After the Conversation, Winston Groom adjourned to a suite adjacent to the grand ballroom for an autograph session. Nestled tightly in the corner and draped in a beige tablecloth was the small round table where Groom sat. The table looked even smaller in front of the man’s large frame. A line formed and in a matter of moments was out the door. People stood in crooked single file clutching copies of Groom’s various works and chatting with one another about their excitement for meeting the man whose words they had followed for years. Groom removed his glasses and set them aside as the first person presented him with a book. Like most writers, Groom supplied his own ink pen. The man took his time talking with each person, signing their title pages thoughtfully, and wishing them a good day. When it was finally my turn I handed him a copy of Forrest Gump and he examined the cover and smiled, then looked up at me and asked my name in a soft, sweet voice—not the commanding one he used during the conversation.

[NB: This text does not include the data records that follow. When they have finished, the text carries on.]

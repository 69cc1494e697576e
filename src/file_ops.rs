//! File encryption/decryption operations
//!
//! This module wraps the streaming [`encode`](crate::encoder::encode) and
//! [`decode`](crate::decoder::decode) pipelines with the file handling the
//! command line needs: pre-flight checks, and output that only appears under
//! its final name once it is complete.

use crate::cipher::BlockCipher;
use crate::decoder;
use crate::encoder;
use crate::error::{ErrorCategory, ErrorKind, FencError, Result};
use crate::header::ContainerHeader;
use std::fs::{self, File};
use std::io::{self, BufReader, BufWriter, Write};
use std::path::Path;
use tempfile::NamedTempFile;
use tracing::debug;

/// File name extension of encrypted containers.
pub const EXTENSION: &str = ".fenc";

/// Ensure `path` names a regular file we can read from.
pub fn must_be_readable(path: &Path) -> Result<()> {
    let metadata = fs::metadata(path).map_err(|e| {
        FencError::with_kind_and_source(
            ErrorCategory::User,
            ErrorKind::FileCheck,
            format!("{} does not exist or cannot be accessed", path.display()),
            e,
        )
    })?;
    if metadata.is_dir() {
        return Err(FencError::with_kind(
            ErrorCategory::User,
            ErrorKind::FileCheck,
            format!("{} is a directory", path.display()),
        ));
    }

    #[cfg(unix)]
    {
        use std::os::unix::fs::PermissionsExt;
        if metadata.permissions().mode() & 0o444 == 0 {
            return Err(FencError::with_kind(
                ErrorCategory::User,
                ErrorKind::FileCheck,
                format!("{} is not readable", path.display()),
            ));
        }
    }

    Ok(())
}

/// Ensure nothing exists at `path`, not even a dangling symlink.
pub fn must_not_exist(path: &Path) -> Result<()> {
    match fs::symlink_metadata(path) {
        Ok(_) => Err(FencError::with_kind(
            ErrorCategory::User,
            ErrorKind::FileCheck,
            format!("{} already exists", path.display()),
        )),
        Err(e) if e.kind() == io::ErrorKind::NotFound => Ok(()),
        Err(e) => Err(FencError::with_kind_and_source(
            ErrorCategory::User,
            ErrorKind::FileCheck,
            format!("cannot check {}", path.display()),
            e,
        )),
    }
}

/// Encrypt `input_path` into a new container at `output_path`
///
/// The output file is created with mode 0o600 (read/write for owner only) on
/// Unix systems. It never replaces an existing file, and on failure nothing
/// is left at `output_path`.
pub fn encrypt_file(
    algorithm_id: u16,
    cipher: &BlockCipher,
    input_path: &Path,
    output_path: &Path,
) -> Result<ContainerHeader> {
    let input = File::open(input_path).map_err(|e| read_error(input_path, e))?;
    let mut input = BufReader::new(input);

    let mut temp_file = create_temp_for(output_path)?;
    let header = {
        let mut sink = BufWriter::new(temp_file.as_file_mut());
        let header = encoder::encode(algorithm_id, cipher, &mut input, &mut sink)
            .map_err(|e| e.with_context(format!("failed to encrypt {}", input_path.display())))?;
        sink.flush().map_err(|e| {
            FencError::with_kind_and_source(
                ErrorCategory::Internal,
                ErrorKind::Io,
                "failed to flush tempfile",
                e,
            )
        })?;
        header
    };

    persist(temp_file, output_path)?;
    debug!(
        input = %input_path.display(),
        output = %output_path.display(),
        "file encrypted"
    );
    Ok(header)
}

/// Decrypt the container at `input_path` into a new file at `output_path`
///
/// Plaintext goes to a temporary file first; `output_path` only appears once
/// the digest has been verified. The output file is created with mode 0o600
/// on Unix systems and never replaces an existing file.
pub fn decrypt_file(cipher: &BlockCipher, input_path: &Path, output_path: &Path) -> Result<()> {
    let input = File::open(input_path).map_err(|e| read_error(input_path, e))?;
    let mut input = BufReader::new(input);

    let mut temp_file = create_temp_for(output_path)?;
    {
        let mut sink = BufWriter::new(temp_file.as_file_mut());
        decoder::decode(cipher, &mut input, &mut sink).map_err(|e| {
            e.with_context(format!("failed to decrypt {}", input_path.display()))
        })?;
        sink.flush().map_err(|e| {
            FencError::with_kind_and_source(
                ErrorCategory::Internal,
                ErrorKind::Io,
                "failed to flush tempfile",
                e,
            )
        })?;
    }

    persist(temp_file, output_path)?;
    debug!(
        input = %input_path.display(),
        output = %output_path.display(),
        "file decrypted"
    );
    Ok(())
}

/// Decrypt the container at `input_path` into `writer`
///
/// Plaintext is written as it is produced, so a failure after the first
/// chunk leaves partial output in `writer`.
pub fn decrypt_to_writer(
    cipher: &BlockCipher,
    input_path: &Path,
    writer: &mut dyn Write,
) -> Result<()> {
    let input = File::open(input_path).map_err(|e| read_error(input_path, e))?;
    let mut input = BufReader::new(input);
    decoder::decode(cipher, &mut input, writer)
        .map_err(|e| e.with_context(format!("failed to decrypt {}", input_path.display())))
}

/// Remove a source file once its task has succeeded.
pub fn remove_input(path: &Path) -> Result<()> {
    fs::remove_file(path).map_err(|e| {
        FencError::with_kind_and_source(
            ErrorCategory::Internal,
            ErrorKind::Io,
            format!("failed to remove {}", path.display()),
            e,
        )
    })
}

fn create_temp_for(output_path: &Path) -> Result<NamedTempFile> {
    let dir = match output_path.parent() {
        Some(parent) if !parent.as_os_str().is_empty() => parent,
        _ => Path::new("."),
    };
    NamedTempFile::new_in(dir).map_err(|e| {
        FencError::with_kind_and_source(
            ErrorCategory::Internal,
            ErrorKind::Io,
            format!("failed to create tempfile in {}", dir.display()),
            e,
        )
    })
}

/// Sync, restrict and move the finished tempfile to its final name.
fn persist(temp_file: NamedTempFile, output_path: &Path) -> Result<()> {
    // fsync() such that the rename later, if it succeeds, will always point
    // to a valid file.
    temp_file.as_file().sync_all().map_err(|e| {
        FencError::with_kind_and_source(
            ErrorCategory::Internal,
            ErrorKind::Io,
            "failed to sync file prior to rename",
            e,
        )
    })?;

    #[cfg(unix)]
    {
        use std::os::unix::fs::PermissionsExt;
        temp_file
            .as_file()
            .set_permissions(fs::Permissions::from_mode(0o600))
            .map_err(|e| {
                FencError::with_kind_and_source(
                    ErrorCategory::Internal,
                    ErrorKind::Io,
                    "failed to set tempfile permissions",
                    e,
                )
            })?;
    }

    temp_file.persist_noclobber(output_path).map_err(|e| {
        let category = if e.error.kind() == io::ErrorKind::AlreadyExists {
            ErrorCategory::User
        } else {
            ErrorCategory::Internal
        };
        FencError::with_kind_and_source(
            category,
            ErrorKind::Io,
            format!("failed to rename to target file {}", output_path.display()),
            e.error,
        )
    })?;
    Ok(())
}

fn read_error(path: &Path, err: io::Error) -> FencError {
    let category = if err.kind() == io::ErrorKind::NotFound {
        ErrorCategory::User
    } else {
        ErrorCategory::Internal
    };
    FencError::with_kind_and_source(
        category,
        ErrorKind::Io,
        format!("failed to read from {}", path.display()),
        err,
    )
}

“My name is Zach, but the book actually belongs to my girlfriend. Could you make it out to Lauren?”

He obliged. As he wrote, his mouth moved but I couldn’t make out what he was saying. His voice held a quiet, almost inaudible reverence. There was a meekness about this man who had accomplished so much. He sat with his knees nearly touching and his large feet jutting out from under the table so far that I had to side step them to keep from tripping as I leaned down, asking him to repeat what he had said. Carrying South Alabama in his mouth, Groom said: “Where are you from? Here in New Orleeyuns?”

“No sir,” I said. “I’m from Shreveport and my girlfriend is from Baton Rouge; we moved to New Orleans last summer.”

He pushed himself back from the table, thought for a moment as if recalling dozens of memories all at once. He smiled a wide toothy smile and said: “Oh, isn’t this a great city to be in?”

Indeed, New Orleans is a great city to be in. Maybe even the greatest. I think it was for Tennessee Williams. Few writers have taken as much from this city as he did. Like Faulkner said, New Orleans was the last of the bohemias—a place where literature and art and music flourish like nowhere else. Earlier that day Josh Russell read a passage from his latest novel (about a German immigrant coming to New Orleans) and the words stayed in my ears. I thought over them, imagining that they could have been the words of Tennessee Williams himself, or maybe they could have been the words of any one of us:

“I arrived in New Orleans in springtime. My first day in the city I rode the streetcar without a fixed destination, changing lines at every transfer point and searching for signs offering a job and a place to live, signs a sailor promised I would see everywhere I looked. I was eighteen and had been in America for only a few hours; his promise seemed plausible. The car rocked like yet another boat, which was comforting, and from its window I saw, instead of signs, bushes of burning pink flowers I would later learn were azaleas. In the pure light the live oaks glowed like neon signs in the shapes of trees. The Munich March I’d left was cold and gray; New Orleans’s version was warm and green. I smelled perfume coming from behind the ears and off the necks of girls and women on their way from school and shopping, a mingled fragrance of flowers and fruit. When I finally saw a placard in a window advertising a room for let, I stepped down from the car and stood below a blooming tree and realized what I’d smelled was New Orleans.”